**DIRECTIONS FOR THIS TASK**: After finding the line with "pub struct Dataset" in the entries below, retype exactly each line from there through the line with "1-based column position.", including that final line.

**PROVIDED MATERIAL**:
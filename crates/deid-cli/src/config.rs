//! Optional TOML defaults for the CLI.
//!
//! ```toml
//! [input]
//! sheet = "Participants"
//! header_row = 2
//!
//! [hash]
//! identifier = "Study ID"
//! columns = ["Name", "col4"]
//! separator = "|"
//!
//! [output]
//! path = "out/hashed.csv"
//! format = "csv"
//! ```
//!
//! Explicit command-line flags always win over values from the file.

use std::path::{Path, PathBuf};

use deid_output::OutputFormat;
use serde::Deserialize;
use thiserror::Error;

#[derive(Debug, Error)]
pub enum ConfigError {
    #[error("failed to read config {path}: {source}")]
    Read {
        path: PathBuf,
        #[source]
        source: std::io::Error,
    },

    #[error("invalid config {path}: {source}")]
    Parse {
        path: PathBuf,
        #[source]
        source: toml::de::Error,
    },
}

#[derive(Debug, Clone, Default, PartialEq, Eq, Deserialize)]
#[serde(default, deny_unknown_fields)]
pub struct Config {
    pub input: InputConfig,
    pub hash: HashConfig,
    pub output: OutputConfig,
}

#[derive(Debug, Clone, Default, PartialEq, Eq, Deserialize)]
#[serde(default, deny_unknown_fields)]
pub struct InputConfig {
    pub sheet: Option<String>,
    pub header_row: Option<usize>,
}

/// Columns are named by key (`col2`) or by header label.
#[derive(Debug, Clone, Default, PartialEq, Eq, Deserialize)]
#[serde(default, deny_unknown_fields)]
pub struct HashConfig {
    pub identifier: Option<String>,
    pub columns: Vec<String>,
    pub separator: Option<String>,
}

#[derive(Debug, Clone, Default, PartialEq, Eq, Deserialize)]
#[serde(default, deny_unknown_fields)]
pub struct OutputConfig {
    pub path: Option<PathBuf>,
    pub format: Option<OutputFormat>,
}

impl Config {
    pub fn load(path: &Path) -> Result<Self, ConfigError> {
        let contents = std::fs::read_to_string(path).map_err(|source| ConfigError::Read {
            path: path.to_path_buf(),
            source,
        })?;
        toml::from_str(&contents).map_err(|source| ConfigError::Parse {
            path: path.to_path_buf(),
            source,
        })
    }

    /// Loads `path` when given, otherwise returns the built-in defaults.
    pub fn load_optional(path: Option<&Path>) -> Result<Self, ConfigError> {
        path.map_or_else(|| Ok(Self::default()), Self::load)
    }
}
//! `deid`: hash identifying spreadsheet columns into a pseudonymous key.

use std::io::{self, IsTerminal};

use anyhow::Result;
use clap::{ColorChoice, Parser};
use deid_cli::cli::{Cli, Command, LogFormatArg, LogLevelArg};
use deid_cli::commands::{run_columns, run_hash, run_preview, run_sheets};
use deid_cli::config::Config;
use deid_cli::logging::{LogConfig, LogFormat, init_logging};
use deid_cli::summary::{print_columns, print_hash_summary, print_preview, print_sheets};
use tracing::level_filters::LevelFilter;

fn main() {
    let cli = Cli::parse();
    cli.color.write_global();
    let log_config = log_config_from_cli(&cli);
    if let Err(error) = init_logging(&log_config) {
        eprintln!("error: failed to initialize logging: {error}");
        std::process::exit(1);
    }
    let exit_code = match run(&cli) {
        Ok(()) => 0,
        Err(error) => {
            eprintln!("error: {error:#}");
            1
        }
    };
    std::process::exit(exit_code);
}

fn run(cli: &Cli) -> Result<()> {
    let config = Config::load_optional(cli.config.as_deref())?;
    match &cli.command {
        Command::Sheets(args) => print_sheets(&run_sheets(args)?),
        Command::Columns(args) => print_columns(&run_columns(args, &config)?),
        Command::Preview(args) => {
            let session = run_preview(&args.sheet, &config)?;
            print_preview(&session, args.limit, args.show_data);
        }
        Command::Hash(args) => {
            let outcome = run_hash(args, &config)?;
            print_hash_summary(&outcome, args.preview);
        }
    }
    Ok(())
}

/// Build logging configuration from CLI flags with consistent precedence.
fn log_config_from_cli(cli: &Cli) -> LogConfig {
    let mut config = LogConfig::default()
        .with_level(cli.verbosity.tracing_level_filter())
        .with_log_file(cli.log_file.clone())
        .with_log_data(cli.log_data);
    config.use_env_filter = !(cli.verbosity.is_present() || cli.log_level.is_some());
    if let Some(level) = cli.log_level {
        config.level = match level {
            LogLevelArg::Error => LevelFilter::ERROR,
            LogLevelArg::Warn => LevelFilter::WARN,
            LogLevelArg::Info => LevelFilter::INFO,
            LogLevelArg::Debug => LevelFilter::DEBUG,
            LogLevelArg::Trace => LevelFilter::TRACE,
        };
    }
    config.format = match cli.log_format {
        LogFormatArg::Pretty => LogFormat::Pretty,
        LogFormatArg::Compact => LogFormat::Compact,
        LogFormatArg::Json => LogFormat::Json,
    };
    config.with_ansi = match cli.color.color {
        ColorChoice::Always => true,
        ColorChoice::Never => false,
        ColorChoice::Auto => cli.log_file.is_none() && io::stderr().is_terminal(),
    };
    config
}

==

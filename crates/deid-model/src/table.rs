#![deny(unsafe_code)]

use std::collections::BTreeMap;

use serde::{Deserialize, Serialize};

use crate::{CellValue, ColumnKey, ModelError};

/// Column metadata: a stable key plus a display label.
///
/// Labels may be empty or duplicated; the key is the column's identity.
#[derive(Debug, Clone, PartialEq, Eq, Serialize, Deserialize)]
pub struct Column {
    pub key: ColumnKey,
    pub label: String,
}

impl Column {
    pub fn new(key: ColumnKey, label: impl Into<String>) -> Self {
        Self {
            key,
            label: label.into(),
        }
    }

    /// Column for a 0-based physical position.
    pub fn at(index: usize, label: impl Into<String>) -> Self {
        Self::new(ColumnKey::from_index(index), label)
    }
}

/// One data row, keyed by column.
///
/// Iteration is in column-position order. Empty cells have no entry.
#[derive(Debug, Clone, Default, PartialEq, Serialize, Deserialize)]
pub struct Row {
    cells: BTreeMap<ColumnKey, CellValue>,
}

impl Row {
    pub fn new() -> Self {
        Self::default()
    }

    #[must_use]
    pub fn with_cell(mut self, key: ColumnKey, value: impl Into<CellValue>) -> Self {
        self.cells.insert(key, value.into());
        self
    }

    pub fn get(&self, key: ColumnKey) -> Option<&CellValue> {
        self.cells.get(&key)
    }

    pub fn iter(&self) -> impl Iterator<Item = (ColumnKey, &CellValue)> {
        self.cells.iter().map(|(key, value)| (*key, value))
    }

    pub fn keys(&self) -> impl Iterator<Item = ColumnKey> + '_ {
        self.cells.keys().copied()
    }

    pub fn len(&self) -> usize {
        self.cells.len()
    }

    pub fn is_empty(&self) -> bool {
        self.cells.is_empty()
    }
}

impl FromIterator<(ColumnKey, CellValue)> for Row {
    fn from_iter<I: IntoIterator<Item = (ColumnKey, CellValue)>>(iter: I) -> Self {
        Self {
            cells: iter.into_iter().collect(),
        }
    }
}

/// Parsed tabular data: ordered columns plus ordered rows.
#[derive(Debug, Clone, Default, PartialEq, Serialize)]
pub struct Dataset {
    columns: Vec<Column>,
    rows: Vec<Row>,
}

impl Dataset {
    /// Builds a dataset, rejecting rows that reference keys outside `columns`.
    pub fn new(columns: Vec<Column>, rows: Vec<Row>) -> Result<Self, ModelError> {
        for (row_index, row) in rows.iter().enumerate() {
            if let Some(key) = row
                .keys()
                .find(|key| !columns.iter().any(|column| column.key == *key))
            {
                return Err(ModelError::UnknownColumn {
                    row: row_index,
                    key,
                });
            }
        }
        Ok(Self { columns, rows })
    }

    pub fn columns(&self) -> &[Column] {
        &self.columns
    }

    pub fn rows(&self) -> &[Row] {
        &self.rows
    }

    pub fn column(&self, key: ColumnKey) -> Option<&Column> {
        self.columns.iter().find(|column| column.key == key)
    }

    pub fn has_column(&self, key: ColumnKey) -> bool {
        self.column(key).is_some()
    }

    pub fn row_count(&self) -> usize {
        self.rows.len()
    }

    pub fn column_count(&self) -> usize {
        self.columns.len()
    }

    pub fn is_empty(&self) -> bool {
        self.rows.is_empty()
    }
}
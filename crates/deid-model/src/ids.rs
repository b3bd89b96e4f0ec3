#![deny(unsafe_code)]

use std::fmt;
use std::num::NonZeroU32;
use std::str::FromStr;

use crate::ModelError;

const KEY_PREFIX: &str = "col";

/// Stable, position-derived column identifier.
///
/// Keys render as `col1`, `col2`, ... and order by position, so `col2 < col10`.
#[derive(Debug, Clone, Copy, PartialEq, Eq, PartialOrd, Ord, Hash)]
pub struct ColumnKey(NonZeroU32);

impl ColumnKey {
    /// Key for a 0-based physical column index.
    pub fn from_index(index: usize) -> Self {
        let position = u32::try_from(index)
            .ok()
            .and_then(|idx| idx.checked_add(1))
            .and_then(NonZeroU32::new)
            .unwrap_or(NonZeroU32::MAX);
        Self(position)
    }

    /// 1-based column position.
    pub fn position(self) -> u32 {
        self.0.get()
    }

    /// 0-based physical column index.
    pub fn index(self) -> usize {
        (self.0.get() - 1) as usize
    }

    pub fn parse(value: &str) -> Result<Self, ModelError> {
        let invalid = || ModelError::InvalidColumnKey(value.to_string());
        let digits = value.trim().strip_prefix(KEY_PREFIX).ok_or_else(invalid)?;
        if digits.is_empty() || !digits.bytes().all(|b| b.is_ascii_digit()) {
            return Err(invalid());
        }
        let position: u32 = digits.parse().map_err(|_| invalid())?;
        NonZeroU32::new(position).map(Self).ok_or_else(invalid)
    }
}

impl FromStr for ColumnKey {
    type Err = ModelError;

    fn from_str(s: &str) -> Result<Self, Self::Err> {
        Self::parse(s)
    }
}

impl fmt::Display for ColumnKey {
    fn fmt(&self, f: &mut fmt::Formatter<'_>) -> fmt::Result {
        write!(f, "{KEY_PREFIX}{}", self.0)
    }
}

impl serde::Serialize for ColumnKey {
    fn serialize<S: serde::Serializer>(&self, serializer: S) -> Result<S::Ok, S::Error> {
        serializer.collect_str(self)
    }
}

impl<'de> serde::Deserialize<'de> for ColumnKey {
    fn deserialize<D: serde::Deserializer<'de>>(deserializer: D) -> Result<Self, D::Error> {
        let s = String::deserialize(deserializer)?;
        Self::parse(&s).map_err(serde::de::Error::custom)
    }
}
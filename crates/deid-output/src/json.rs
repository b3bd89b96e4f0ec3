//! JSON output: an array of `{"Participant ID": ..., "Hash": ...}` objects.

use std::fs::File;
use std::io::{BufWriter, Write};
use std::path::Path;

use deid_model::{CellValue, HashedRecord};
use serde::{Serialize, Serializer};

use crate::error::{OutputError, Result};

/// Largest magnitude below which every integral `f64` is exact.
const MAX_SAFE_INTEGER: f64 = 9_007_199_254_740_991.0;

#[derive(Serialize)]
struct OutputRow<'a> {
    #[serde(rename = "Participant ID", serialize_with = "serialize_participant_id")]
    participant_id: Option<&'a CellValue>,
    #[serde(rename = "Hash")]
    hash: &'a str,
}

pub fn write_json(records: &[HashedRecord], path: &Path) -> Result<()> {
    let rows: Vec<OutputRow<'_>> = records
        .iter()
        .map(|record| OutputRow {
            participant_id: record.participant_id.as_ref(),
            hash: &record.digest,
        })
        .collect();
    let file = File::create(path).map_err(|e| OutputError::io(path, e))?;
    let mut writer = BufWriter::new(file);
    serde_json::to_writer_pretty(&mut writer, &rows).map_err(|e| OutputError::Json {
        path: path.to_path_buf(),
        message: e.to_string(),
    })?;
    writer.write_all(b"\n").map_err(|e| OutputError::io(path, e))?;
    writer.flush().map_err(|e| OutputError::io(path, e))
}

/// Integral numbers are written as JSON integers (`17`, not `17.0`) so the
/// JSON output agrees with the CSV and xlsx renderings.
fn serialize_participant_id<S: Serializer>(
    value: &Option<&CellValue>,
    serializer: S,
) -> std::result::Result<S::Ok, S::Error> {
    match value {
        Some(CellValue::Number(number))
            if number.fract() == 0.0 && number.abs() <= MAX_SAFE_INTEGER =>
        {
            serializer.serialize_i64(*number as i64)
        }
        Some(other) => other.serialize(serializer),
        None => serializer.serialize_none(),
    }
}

---

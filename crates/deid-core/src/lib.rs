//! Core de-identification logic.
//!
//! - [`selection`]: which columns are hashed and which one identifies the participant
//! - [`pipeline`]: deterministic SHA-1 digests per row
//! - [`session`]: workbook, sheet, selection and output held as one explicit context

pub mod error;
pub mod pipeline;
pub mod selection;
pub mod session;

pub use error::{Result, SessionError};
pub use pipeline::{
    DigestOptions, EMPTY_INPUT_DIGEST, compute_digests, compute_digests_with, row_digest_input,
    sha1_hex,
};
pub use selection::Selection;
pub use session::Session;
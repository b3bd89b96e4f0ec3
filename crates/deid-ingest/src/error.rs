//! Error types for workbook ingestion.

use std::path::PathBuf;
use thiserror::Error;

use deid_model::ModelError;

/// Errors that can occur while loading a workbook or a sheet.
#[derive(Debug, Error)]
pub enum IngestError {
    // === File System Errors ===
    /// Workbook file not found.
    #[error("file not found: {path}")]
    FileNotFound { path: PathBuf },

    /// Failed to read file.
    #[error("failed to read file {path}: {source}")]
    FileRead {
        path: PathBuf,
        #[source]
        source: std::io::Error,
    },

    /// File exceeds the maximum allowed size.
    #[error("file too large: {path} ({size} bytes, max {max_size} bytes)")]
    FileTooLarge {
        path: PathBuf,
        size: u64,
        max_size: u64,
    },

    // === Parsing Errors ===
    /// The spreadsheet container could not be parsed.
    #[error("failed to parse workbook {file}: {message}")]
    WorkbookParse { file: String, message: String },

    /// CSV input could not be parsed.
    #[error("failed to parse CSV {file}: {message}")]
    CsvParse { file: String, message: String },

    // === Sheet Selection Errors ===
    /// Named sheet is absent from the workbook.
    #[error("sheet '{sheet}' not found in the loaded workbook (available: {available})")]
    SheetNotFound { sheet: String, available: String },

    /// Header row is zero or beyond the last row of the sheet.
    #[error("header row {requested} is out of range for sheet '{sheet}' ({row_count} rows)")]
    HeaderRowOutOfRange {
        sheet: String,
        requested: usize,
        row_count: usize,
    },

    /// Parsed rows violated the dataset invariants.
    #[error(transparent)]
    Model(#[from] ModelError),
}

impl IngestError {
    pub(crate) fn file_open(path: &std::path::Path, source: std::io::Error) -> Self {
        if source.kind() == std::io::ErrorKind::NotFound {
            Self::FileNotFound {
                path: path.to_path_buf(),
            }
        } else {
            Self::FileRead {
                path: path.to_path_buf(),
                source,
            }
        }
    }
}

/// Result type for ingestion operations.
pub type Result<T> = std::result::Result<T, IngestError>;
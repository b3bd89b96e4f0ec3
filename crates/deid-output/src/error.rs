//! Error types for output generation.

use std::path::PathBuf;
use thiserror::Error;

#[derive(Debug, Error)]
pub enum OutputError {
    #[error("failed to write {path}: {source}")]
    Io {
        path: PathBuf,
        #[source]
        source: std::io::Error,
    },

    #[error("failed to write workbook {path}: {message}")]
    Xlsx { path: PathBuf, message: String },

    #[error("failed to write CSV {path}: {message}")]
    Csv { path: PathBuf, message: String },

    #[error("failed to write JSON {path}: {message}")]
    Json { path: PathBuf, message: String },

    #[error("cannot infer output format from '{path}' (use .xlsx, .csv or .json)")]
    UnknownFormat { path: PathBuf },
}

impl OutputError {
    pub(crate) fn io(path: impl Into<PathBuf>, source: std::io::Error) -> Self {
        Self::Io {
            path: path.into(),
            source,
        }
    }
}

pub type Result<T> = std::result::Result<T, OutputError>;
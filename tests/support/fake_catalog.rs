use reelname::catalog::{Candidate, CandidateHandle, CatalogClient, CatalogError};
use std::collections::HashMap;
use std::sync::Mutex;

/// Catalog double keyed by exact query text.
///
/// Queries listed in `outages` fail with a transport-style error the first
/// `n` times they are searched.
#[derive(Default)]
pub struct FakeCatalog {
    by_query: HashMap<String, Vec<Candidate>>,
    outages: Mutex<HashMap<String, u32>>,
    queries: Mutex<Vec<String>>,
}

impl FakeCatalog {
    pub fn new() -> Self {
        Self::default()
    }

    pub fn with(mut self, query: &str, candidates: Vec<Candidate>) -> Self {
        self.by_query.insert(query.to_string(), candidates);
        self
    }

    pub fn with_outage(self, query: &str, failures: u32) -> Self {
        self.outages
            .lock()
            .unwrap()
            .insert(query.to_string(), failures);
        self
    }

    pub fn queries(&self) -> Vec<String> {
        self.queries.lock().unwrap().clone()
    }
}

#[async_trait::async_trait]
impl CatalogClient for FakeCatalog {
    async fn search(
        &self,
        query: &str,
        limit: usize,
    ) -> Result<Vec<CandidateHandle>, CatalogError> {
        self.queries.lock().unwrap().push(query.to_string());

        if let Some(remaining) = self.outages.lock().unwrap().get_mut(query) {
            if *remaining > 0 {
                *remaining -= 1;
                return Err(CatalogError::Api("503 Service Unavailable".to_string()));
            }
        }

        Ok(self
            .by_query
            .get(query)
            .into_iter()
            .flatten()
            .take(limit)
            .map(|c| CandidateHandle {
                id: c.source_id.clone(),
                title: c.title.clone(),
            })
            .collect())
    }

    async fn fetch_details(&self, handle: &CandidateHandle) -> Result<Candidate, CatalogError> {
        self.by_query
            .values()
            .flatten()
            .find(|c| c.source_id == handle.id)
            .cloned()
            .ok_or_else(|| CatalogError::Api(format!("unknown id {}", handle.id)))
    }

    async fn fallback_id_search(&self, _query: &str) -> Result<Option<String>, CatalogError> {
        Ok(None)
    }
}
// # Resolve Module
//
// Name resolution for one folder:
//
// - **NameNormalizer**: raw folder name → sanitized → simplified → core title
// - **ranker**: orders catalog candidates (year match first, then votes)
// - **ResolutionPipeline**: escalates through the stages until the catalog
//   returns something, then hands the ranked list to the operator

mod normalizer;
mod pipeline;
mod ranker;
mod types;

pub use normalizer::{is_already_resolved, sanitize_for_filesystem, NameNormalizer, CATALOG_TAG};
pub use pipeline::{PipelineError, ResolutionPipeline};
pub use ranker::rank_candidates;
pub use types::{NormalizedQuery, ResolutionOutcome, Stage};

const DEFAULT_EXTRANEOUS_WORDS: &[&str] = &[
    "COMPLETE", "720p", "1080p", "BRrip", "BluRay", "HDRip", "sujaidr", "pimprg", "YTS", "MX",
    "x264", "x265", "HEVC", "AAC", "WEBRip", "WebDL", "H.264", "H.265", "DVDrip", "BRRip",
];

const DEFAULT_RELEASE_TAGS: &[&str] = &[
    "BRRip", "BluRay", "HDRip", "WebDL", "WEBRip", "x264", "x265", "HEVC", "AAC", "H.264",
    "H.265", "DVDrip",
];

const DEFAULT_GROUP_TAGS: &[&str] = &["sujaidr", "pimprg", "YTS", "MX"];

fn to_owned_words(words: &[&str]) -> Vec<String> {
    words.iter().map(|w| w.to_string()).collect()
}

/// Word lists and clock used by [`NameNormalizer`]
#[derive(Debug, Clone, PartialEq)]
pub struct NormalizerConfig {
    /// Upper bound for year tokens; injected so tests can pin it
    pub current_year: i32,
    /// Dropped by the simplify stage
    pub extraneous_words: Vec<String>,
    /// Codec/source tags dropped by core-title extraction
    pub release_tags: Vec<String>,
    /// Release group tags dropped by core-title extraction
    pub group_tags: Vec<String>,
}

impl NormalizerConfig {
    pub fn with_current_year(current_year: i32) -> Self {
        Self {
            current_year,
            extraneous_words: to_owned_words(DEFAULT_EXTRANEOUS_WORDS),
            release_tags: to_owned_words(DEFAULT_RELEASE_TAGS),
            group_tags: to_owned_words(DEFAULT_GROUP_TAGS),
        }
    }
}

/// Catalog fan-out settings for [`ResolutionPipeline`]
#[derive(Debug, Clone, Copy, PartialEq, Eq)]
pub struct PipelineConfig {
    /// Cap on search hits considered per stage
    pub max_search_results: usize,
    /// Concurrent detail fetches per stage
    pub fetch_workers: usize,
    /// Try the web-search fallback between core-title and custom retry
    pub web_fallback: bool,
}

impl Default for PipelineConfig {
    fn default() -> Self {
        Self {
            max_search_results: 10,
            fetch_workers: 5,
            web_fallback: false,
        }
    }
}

**SOLUTION**:
pub struct Dataset {
    columns: Vec<Column>,
    rows: Vec<Row>,
}

impl Dataset {
    /// Builds a dataset, rejecting rows that reference keys outside `columns`.
    pub fn new(columns: Vec<Column>, rows: Vec<Row>) -> Result<Self, ModelError> {
        for (row_index, row) in rows.iter().enumerate() {
            if let Some(key) = row
                .keys()
                .find(|key| !columns.iter().any(|column| column.key == *key))
            {
                return Err(ModelError::UnknownColumn {
                    row: row_index,
                    key,
                });
            }
        }
        Ok(Self { columns, rows })
    }

    pub fn columns(&self) -> &[Column] {
        &self.columns
    }

    pub fn rows(&self) -> &[Row] {
        &self.rows
    }

    pub fn column(&self, key: ColumnKey) -> Option<&Column> {
        self.columns.iter().find(|column| column.key == key)
    }

    pub fn has_column(&self, key: ColumnKey) -> bool {
        self.column(key).is_some()
    }

    pub fn row_count(&self) -> usize {
        self.rows.len()
    }

    pub fn column_count(&self) -> usize {
        self.columns.len()
    }

    pub fn is_empty(&self) -> bool {
        self.rows.is_empty()
    }
}
filename crates/deid-model/src/ids.rs
repository b3bd89b96e4f0ec3
#![deny(unsafe_code)]

use std::fmt;
use std::num::NonZeroU32;
use std::str::FromStr;

use crate::ModelError;

const KEY_PREFIX: &str = "col";

/// Stable, position-derived column identifier.
///
/// Keys render as `col1`, `col2`, ... and order by position, so `col2 < col10`.
#[derive(Debug, Clone, Copy, PartialEq, Eq, PartialOrd, Ord, Hash)]
pub struct ColumnKey(NonZeroU32);

impl ColumnKey {
    /// Key for a 0-based physical column index.
    pub fn from_index(index: usize) -> Self {
        let position = u32::try_from(index)
            .ok()
            .and_then(|idx| idx.checked_add(1))
            .and_then(NonZeroU32::new)
            .unwrap_or(NonZeroU32::MAX);
        Self(position)
    }

    /// 1-based column position.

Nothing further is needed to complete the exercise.